Em 1997 Wu-Tang Forever sagrava-se
(e sangrava-se) o cúmulo político e poético do Hip-hop. The Notorious B.I.G. e 2Pac
tinham acabado de implodir nas suas próprias regras. Os pioneiros das rimas e
dos beats continuavam profetas nunca cansados. Nasir 'Nas' Jones no Ilmatic de
1997 ou hoje em dia torna mente o que antes foi só corpo e fúria. Khalick Allah
fecha todos os círculos com Field Niggas, o cúmulo do rap, com o corpo
das imagens a fazerem corpo espiritual com o som; em Black Mother Allah
diz-nos, e o filme aceita-o, que podemos fechar os olhos às imagens sempre que
nos apetecer (talvez mais imagens do que planos, outra revolução); das imagens
mais sinceras e potentes que o cinema já nos deu (a câmara de Griffith
definitiva nas ruas e nos corpos comuns) e escutar o enlevo de histórias, de
almas, uma oração silenciosa. Belly é o verso ou o anverso deste filme
de 2018.
Por isso falta um elo nesta
história do Hip-hop em cinema, que é Belly, realizado em 1998 por Hype
Williams e com a dupla de protagonistas vivida por Nas e Earl
"DMX"Simmons; e Nas chama-se mesmo Sincere, significativamente.

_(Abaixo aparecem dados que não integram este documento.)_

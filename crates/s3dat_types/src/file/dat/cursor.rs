//! Random-access byte reader for DAT containers.
//!
//! [`ByteCursor`] wraps a seekable byte source and provides the little-endian
//! integer reads and literal checks the container layout is described in.
//! A file-backed cursor only reads the ranges it is asked for, so opening a
//! large container never pulls the whole file into memory.
//!
//! # Examples
//!
//! ```
//! use s3dat_types::file::dat::ByteCursor;
//!
//! let mut cursor = ByteCursor::from_bytes(vec![0x02, 0x14, 0x2A, 0x00]);
//! cursor.expect(&[0x02, 0x14])?;
//! assert_eq!(cursor.read_u16()?, 42);
//! assert_eq!(cursor.position(), 4);
//! # Ok::<(), s3dat_types::file::DatError>(())
//! ```

use std::fs::File;
use std::io::{self, BufReader, Cursor, Read, Seek, SeekFrom};
use std::path::Path;

use byteorder::{LittleEndian, ReadBytesExt};

use crate::file::DatError;

/// Byte source a [`ByteCursor`] can read from.
pub trait ByteSource: Read + Seek + Send {}

impl<T: Read + Seek + Send> ByteSource for T {}

/// Seekable little-endian reader over a file or an in-memory buffer.
///
/// The cursor tracks its absolute position so failed reads can report where
/// in the file they happened. Callers must not rely on the position across
/// unrelated operations; every parser seeks before it reads.
pub struct ByteCursor {
	reader: BufReader<Box<dyn ByteSource>>,
	position: u64,
	length: u64,
}

impl ByteCursor {
	/// Opens a file-backed cursor.
	///
	/// # Errors
	///
	/// Returns an error if the file cannot be opened or its length queried.
	pub fn open(path: impl AsRef<Path>) -> Result<Self, DatError> {
		let file = File::open(path)?;
		let length = file.metadata()?.len();
		let source: Box<dyn ByteSource> = Box::new(file);
		Ok(Self {
			reader: BufReader::new(source),
			position: 0,
			length,
		})
	}

	/// Creates a cursor over an in-memory buffer.
	pub fn from_bytes(data: Vec<u8>) -> Self {
		let length = data.len() as u64;
		let source: Box<dyn ByteSource> = Box::new(Cursor::new(data));
		Self {
			reader: BufReader::new(source),
			position: 0,
			length,
		}
	}

	/// Total length of the underlying source in bytes.
	pub fn len(&self) -> u64 {
		self.length
	}

	/// Returns true if the underlying source is empty.
	pub fn is_empty(&self) -> bool {
		self.length == 0
	}

	/// Current absolute position.
	pub fn position(&self) -> u64 {
		self.position
	}

	/// Moves the cursor to an absolute offset.
	///
	/// Seeking beyond the end is not an error; the next read fails with
	/// [`DatError::Truncated`] instead.
	pub fn seek(&mut self, offset: u64) -> Result<(), DatError> {
		self.reader.seek(SeekFrom::Start(offset))?;
		self.position = offset;
		Ok(())
	}

	/// Reads one byte.
	pub fn read_u8(&mut self) -> Result<u8, DatError> {
		let value = self.reader.read_u8().map_err(|e| self.read_error(e))?;
		self.position += 1;
		Ok(value)
	}

	/// Reads an unsigned 16-bit little-endian integer.
	pub fn read_u16(&mut self) -> Result<u16, DatError> {
		let value = self.reader.read_u16::<LittleEndian>().map_err(|e| self.read_error(e))?;
		self.position += 2;
		Ok(value)
	}

	/// Reads a signed 16-bit little-endian integer.
	pub fn read_i16(&mut self) -> Result<i16, DatError> {
		let value = self.reader.read_i16::<LittleEndian>().map_err(|e| self.read_error(e))?;
		self.position += 2;
		Ok(value)
	}

	/// Reads an unsigned 32-bit little-endian integer.
	pub fn read_u32(&mut self) -> Result<u32, DatError> {
		let value = self.reader.read_u32::<LittleEndian>().map_err(|e| self.read_error(e))?;
		self.position += 4;
		Ok(value)
	}

	/// Reads `buf.len()` bytes into `buf`.
	pub fn read_exact(&mut self, buf: &mut [u8]) -> Result<(), DatError> {
		self.reader.read_exact(buf).map_err(|e| self.read_error(e))?;
		self.position += buf.len() as u64;
		Ok(())
	}

	/// Asserts that the next bytes equal `expected`.
	///
	/// # Errors
	///
	/// Returns [`DatError::FormatMismatch`] carrying the offset of the check
	/// and both byte runs when they differ.
	pub fn expect(&mut self, expected: &[u8]) -> Result<(), DatError> {
		let start = self.position;
		let mut actual = vec![0u8; expected.len()];
		self.read_exact(&mut actual)?;
		if actual != expected {
			return Err(DatError::unexpected_bytes(start, expected, &actual));
		}
		Ok(())
	}

	fn read_error(&self, err: io::Error) -> DatError {
		if err.kind() == io::ErrorKind::UnexpectedEof {
			DatError::Truncated {
				offset: self.position,
			}
		} else {
			DatError::Io(err)
		}
	}
}

impl std::fmt::Debug for ByteCursor {
	fn fmt(&self, f: &mut std::fmt::Formatter<'_>) -> std::fmt::Result {
		f.debug_struct("ByteCursor")
			.field("position", &self.position)
			.field("length", &self.length)
			.finish()
	}
}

Um filme tão importante e tão belo para esta cultura da street life como
o foram Boyz n the Hood, Above the Rim ou, no mesmíssimo ano, He
Got Game, isto é, razão, contradição e soma = novo ponto de chegada. Belly
é o Hip-hop visto, revisto e modulado pelo cinematógrafo primevo. Apologético,
impune, sacro, incontrito, ambíguo, culposo, trágico, novo. Os polos opostos
das personagens de Nas e de DMX, Nas a consciência, DMX o mito, e o movimento revelador
são a história do Hip-hop, da américa dos anos 80 e 90 e desse modo de vida por
todo o mundo até hoje. Nas vai do fiel leite do berço até à constatação da
necessidade de um desmame cósmico – e pretende voltar com a mulher e o filho
para o berço outro e original: África; DMX é corpo e alma estanque, mito e
infante, assumindo a responsabilidade da irresponsabilidade que os autóctones rappers
ousaram, até às últimas consequências: mas a caminho do calvário e da sua
assunção a The Notorious B.I.G. ou a 2Pac 2.0, a arte já não música mas só rua
e crime, escuta o som dos velhos profetas e torna-se espírito e consciência
outra: pelos milhões de desprotegidos, como a oração de Black Mother. Fecha os olhos e escuta a auguro último do Hip-hop,
a equidade. Jamais apostasia, jamais traição, mas equidade.
E tudo está certo e fica certo,
passados os crimes, as violências, deturpações e as privações, os machismos indesculpáveis,
porque as formas estão obviamente certas. Hype Williams usa as sintaxes, as
gramáticas e as poéticas rappers e o que vemos, vislumbramos, escutamos e
sentimos na pela é um turbilhão de libertação, de fidelidade e de justiça. As
dermes, epidermes, abismos e ruturas numa constância e numa harmonia finalmente
descaroçada que torna tudo novidade, tudo surpresa, pulsão, tudo alegria a cada
frame e beat, as imagens a rebentarem de som como de cor e o som cheio,
carregado de imagens literais e mentais, a escansão inédita, sempre sedenta. Ao
movimento sanador que os protagonistas e logo a História executam, o movimento
imagético e sónico responde com a mesma força, com a mesma alma. Um encontro inaugural,
o humano e o cinema, o humano no cinema, música da alma, encontro de almas. A
mãe e a água, como em Allah. Um dos filmes essenciais dos anos 90. Tão universo
do seu universo como Vale Abraão, Um Mundo Perfeito ou Heat.